An exact copy of each record is required.

*** Opening of Supplied material ***

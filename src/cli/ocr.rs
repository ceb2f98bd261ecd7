//! The `ocr` command: stage, submit, and patch each selected document.

use std::sync::Arc;

use anyhow::{bail, Context};
use console::style;

use crate::config::Config;
use crate::models::Document;
use crate::ocr::VisionClient;
use crate::repository::{DocumentCloudClient, DocumentRepository};
use crate::services::OcrService;
use crate::storage::GcsClient;

pub async fn cmd_ocr(
    config: &Config,
    document_ids: &[u64],
    bucket: Option<String>,
    dc_token: &str,
    gcp_token: &str,
) -> anyhow::Result<()> {
    if document_ids.is_empty() {
        bail!("no documents selected; pass one or more document IDs");
    }

    let bucket = bucket.unwrap_or_else(|| config.bucket.clone());
    let http = reqwest::Client::new();

    let documents_api = Arc::new(
        DocumentCloudClient::new(http.clone(), dc_token)
            .with_base_url(config.documentcloud_api.clone()),
    );
    let store = Arc::new(
        GcsClient::new(http.clone(), bucket.clone(), gcp_token)
            .with_endpoint(config.storage_endpoint.clone()),
    );
    let provider = Arc::new(
        VisionClient::new(http, gcp_token).with_endpoint(config.vision_endpoint.clone()),
    );

    let service = OcrService::new(store, provider, documents_api.clone(), bucket)
        .with_batch_size(config.batch_size)
        .with_timeout(config.job_timeout());

    // Fetch all metadata up front so a bad ID fails before any upload, and
    // so the page total can be reported before work starts.
    let mut documents = Vec::with_capacity(document_ids.len());
    for id in document_ids {
        let document = documents_api
            .get(*id)
            .await
            .with_context(|| format!("failed to fetch document {}", id))?;
        documents.push(document);
    }
    let total_pages: u32 = documents.iter().map(|d| d.page_count).sum();

    println!(
        "{} Processing {} document(s), {} page(s)",
        style("→").cyan(),
        documents.len(),
        total_pages
    );

    // Staging directory; its basename becomes the remote grouping prefix.
    let staging = tempfile::tempdir()?;
    let staging_dir = staging.path().join("documents");
    tokio::fs::create_dir_all(&staging_dir).await?;

    let mut failed = 0usize;
    for document in &documents {
        let pdf = match documents_api.download_pdf(document).await {
            Ok(pdf) => pdf,
            Err(e) => {
                println!("  {} {}: {}", style("✗").red(), document.title, e);
                failed += 1;
                continue;
            }
        };

        let pdf_path = staging_dir.join(format!("{}.pdf", sanitize_title(&document.title)));
        tokio::fs::write(&pdf_path, &pdf).await?;

        match service.run(document, &pdf_path).await {
            Ok(summary) => {
                println!(
                    "  {} {} ({} pages from {} shards)",
                    style("✓").green(),
                    document.title,
                    summary.pages,
                    summary.shards
                );
                warn_on_page_mismatch(document, summary.pages);
            }
            Err(e) => {
                println!("  {} {}: {}", style("✗").red(), document.title, e);
                failed += 1;
            }
        }
    }

    if failed > 0 {
        bail!("{} of {} documents failed", failed, documents.len());
    }
    Ok(())
}

fn warn_on_page_mismatch(document: &Document, assembled: usize) {
    if assembled as u64 != u64::from(document.page_count) {
        println!(
            "  {} {}: expected {} pages, OCR produced {}",
            style("!").yellow(),
            document.title,
            document.page_count,
            assembled
        );
    }
}

/// Make a document title safe to use as a staging filename.
fn sanitize_title(title: &str) -> String {
    let sanitized: String = title
        .chars()
        .map(|c| match c {
            '/' | '\\' | '\0' => '_',
            c => c,
        })
        .collect();
    if sanitized.is_empty() {
        "document".to_string()
    } else {
        sanitized
    }
}
//! OCR job orchestration against the Cloud Vision API.
//!
//! The provider runs asynchronously: a job is submitted with a storage
//! destination prefix, and the provider writes its results there as one or
//! more JSON shards. This module drives the job to completion, discovers and
//! orders the shards, and parses them back into per-page text and word
//! positions.
//!
//! Shard ordering is load-bearing: page numbers are assigned from shard
//! order, so [`locator`] sorts keys by length before comparing them
//! lexicographically to keep unpadded numeric suffixes in numeric order.

mod assembler;
mod locator;
mod parser;
mod provider;

pub use assembler::assemble;
pub use locator::{listing_prefix, locate_shards, LocateError};
pub use parser::{parse_shard, PageContent, ShardParseError};
pub use provider::{
    Feature, OcrJob, OcrProvider, ProviderError, VisionClient, DEFAULT_JOB_TIMEOUT, MIME_PDF,
    VISION_ENDPOINT,
};
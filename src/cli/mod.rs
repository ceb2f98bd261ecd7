//! CLI for the OCR pipeline.

mod ocr;

use std::path::PathBuf;

use clap::{Parser, Subcommand};

#[derive(Parser)]
#[command(name = "cvocr")]
#[command(about = "Google Cloud Vision OCR pipeline for DocumentCloud documents")]
#[command(version)]
pub struct Cli {
    /// Config file (default: cvocr.toml in the working directory)
    #[arg(long, global = true)]
    config: Option<PathBuf>,

    /// Enable verbose logging
    #[arg(short, long, global = true)]
    pub verbose: bool,

    #[command(subcommand)]
    command: Commands,
}

/// Check if verbose mode is enabled (for early logging setup).
pub fn is_verbose() -> bool {
    std::env::args().any(|arg| arg == "-v" || arg == "--verbose")
}

#[derive(Subcommand)]
enum Commands {
    /// OCR one or more documents and patch their page text
    Ocr {
        /// Document IDs to process
        document_ids: Vec<u64>,

        /// Override the storage bucket from config
        #[arg(long)]
        bucket: Option<String>,

        /// DocumentCloud API access token
        #[arg(long, env = "DC_API_TOKEN", hide_env_values = true)]
        dc_token: String,

        /// Google Cloud OAuth access token (storage + vision scopes)
        #[arg(long, env = "GCP_ACCESS_TOKEN", hide_env_values = true)]
        gcp_token: String,
    },
}

pub async fn run() -> anyhow::Result<()> {
    let cli = Cli::parse();

    let config = crate::config::Config::load(cli.config.as_deref())?;

    match cli.command {
        Commands::Ocr {
            document_ids,
            bucket,
            dc_token,
            gcp_token,
        } => ocr::cmd_ocr(&config, &document_ids, bucket, &dc_token, &gcp_token).await,
    }
}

*** Close of Supplied material ***

_Solution to this task_.
filename src/cli/ocr.rs
repository ceb2f98bd261ecd7
//! The `ocr` command: stage, submit, and patch each selected document.

use std::sync::Arc;

use anyhow::{bail, Context};
use console::style;

use crate::config::Config;
use crate::models::Document;
use crate::ocr::VisionClient;
use crate::repository::{DocumentCloudClient, DocumentRepository};
use crate::services::OcrService;
use crate::storage::GcsClient;

pub async fn cmd_ocr(
    config: &Config,
    document_ids: &[u64],
    bucket: Option<String>,
    dc_token: &str,
    gcp_token: &str,
) -> anyhow::Result<()> {
    if document_ids.is_empty() {
        bail!("no documents selected; pass one or more document IDs");
    }

    let bucket = bucket.unwrap_or_else(|| config.bucket.clone());
    let http = reqwest::Client::new();

    let documents_api = Arc::new(
        DocumentCloudClient::new(http.clone(), dc_token)
            .with_base_url(config.documentcloud_api.clone()),
    );
    let store = Arc::new(
        GcsClient::new(http.clone(), bucket.clone(), gcp_token)
            .with_endpoint(config.storage_endpoint.clone()),
    );
    let provider = Arc::new(
        VisionClient::new(http, gcp_token).with_endpoint(config.vision_endpoint.clone()),
    );

    let service = OcrService::new(store, provider, documents_api.clone(), bucket)
        .with_batch_size(config.batch_size)
        .with_timeout(config.job_timeout());

    // Fetch all metadata up front so a bad ID fails before any upload, and
    // so the page total can be reported before work starts.
    let mut documents = Vec::with_capacity(document_ids.len());
    for id in document_ids {
        let document = documents_api
            .get(*id)
            .await
            .with_context(|| format!("failed to fetch document {}", id))?;
        documents.push(document);
    }
    let total_pages: u32 = documents.iter().map(|d| d.page_count).sum();

    println!(
        "{} Processing {} document(s), {} page(s)",
        style("→").cyan(),
        documents.len(),
        total_pages
    );

    // Staging directory; its basename becomes the remote grouping prefix.
    let staging = tempfile::tempdir()?;
    let staging_dir = staging.path().join("documents");
    tokio::fs::create_dir_all(&staging_dir).await?;

    let mut failed = 0usize;
    for document in &documents {
        let pdf = match documents_api.download_pdf(document).await {
            Ok(pdf) => pdf,
            Err(e) => {
                println!("  {} {}: {}", style("✗").red(), document.title, e);
                failed += 1;
                continue;
            }
        };

        let pdf_path = staging_dir.join(format!("{}.pdf", sanitize_title(&document.title)));
        tokio::fs::write(&pdf_path, &pdf).await?;

        match service.run(document, &pdf_path).await {
            Ok(summary) => {
                println!(
                    "  {} {} ({} pages from {} shards)",
                    style("✓").green(),
                    document.title,
                    summary.pages,
                    summary.shards
                );
                warn_on_page_mismatch(document, summary.pages);
            }
            Err(e) => {
                println!("  {} {}: {}", style("✗").red(), document.title, e);
                failed += 1;
            }
        }
    }

    if failed > 0 {
        bail!("{} of {} documents failed", failed, documents.len());
    }
    Ok(())
}

fn warn_on_page_mismatch(document: &Document, assembled: usize) {
    if assembled as u64 != u64::from(document.page_count) {
        println!(
            "  {} {}: expected {} pages, OCR produced {}",
            style("!").yellow(),
            document.title,
            document.page_count,
            assembled
        );
    }
}

/// Make a document title safe to use as a staging filename.
fn sanitize_title(title: &str) -> String {
    let sanitized: String = title
        .chars()
        .map(|c| match c {
            '/' | '\\' | '\0' => '_',
            c => c,
        })
        .collect();
    if sanitized.is_empty() {
        "document".to_string()
    } else {
        sanitized
    }
}
//! OCR job orchestration against the Cloud Vision API.
//!
//! The provider runs asynchronously: a job is submitted with a storage
//! destination prefix, and the provider writes its results there as one or
//! more JSON shards. This module drives the job to completion, discovers and
//! orders the shards, and parses them back into per-page text and word
//! positions.
//!
//! Shard ordering is load-bearing: page numbers are assigned from shard
//! order, so [`locator`] sorts keys by length before comparing them
//! lexicographically to keep unpadded numeric suffixes in numeric order.

mod assembler;
mod locator;
mod parser;
mod provider;

pub use assembler::assemble;
pub use locator::{listing_prefix, locate_shards, LocateError};
pub use parser::{parse_shard, PageContent, ShardParseError};
pub use provider::{
    Feature, OcrJob, OcrProvider, ProviderError, VisionClient, DEFAULT_JOB_TIMEOUT, MIME_PDF,
    VISION_ENDPOINT,
};
filename src/cli/mod.rs
repository ceb2f98bd261ecd7
//! CLI for the OCR pipeline.

mod ocr;

use std::path::PathBuf;

use clap::{Parser, Subcommand};

#[derive(Parser)]
#[command(name = "cvocr")]
#[command(about = "Google Cloud Vision OCR pipeline for DocumentCloud documents")]
#[command(version)]
pub struct Cli {
    /// Config file (default: cvocr.toml in the working directory)
    #[arg(long, global = true)]
    config: Option<PathBuf>,

    /// Enable verbose logging
    #[arg(short, long, global = true)]
    pub verbose: bool,

    #[command(subcommand)]
    command: Commands,
}

/// Check if verbose mode is enabled (for early logging setup).
pub fn is_verbose() -> bool {
    std::env::args().any(|arg| arg == "-v" || arg == "--verbose")
}

#[derive(Subcommand)]
enum Commands {
    /// OCR one or more documents and patch their page text
    Ocr {
        /// Document IDs to process
        document_ids: Vec<u64>,

        /// Override the storage bucket from config
        #[arg(long)]
        bucket: Option<String>,

        /// DocumentCloud API access token
        #[arg(long, env = "DC_API_TOKEN", hide_env_values = true)]
        dc_token: String,

        /// Google Cloud OAuth access token (storage + vision scopes)
        #[arg(long, env = "GCP_ACCESS_TOKEN", hide_env_values = true)]
        gcp_token: String,
    },
}

pub async fn run() -> anyhow::Result<()> {
    let cli = Cli::parse();

    let config = crate::config::Config::load(cli.config.as_deref())?;

    match cli.command {
        Commands::Ocr {
            document_ids,
            bucket,
            dc_token,
            gcp_token,
        } => ocr::cmd_ocr(&config, &document_ids, bucket, &dc_token, &gcp_token).await,
    }
}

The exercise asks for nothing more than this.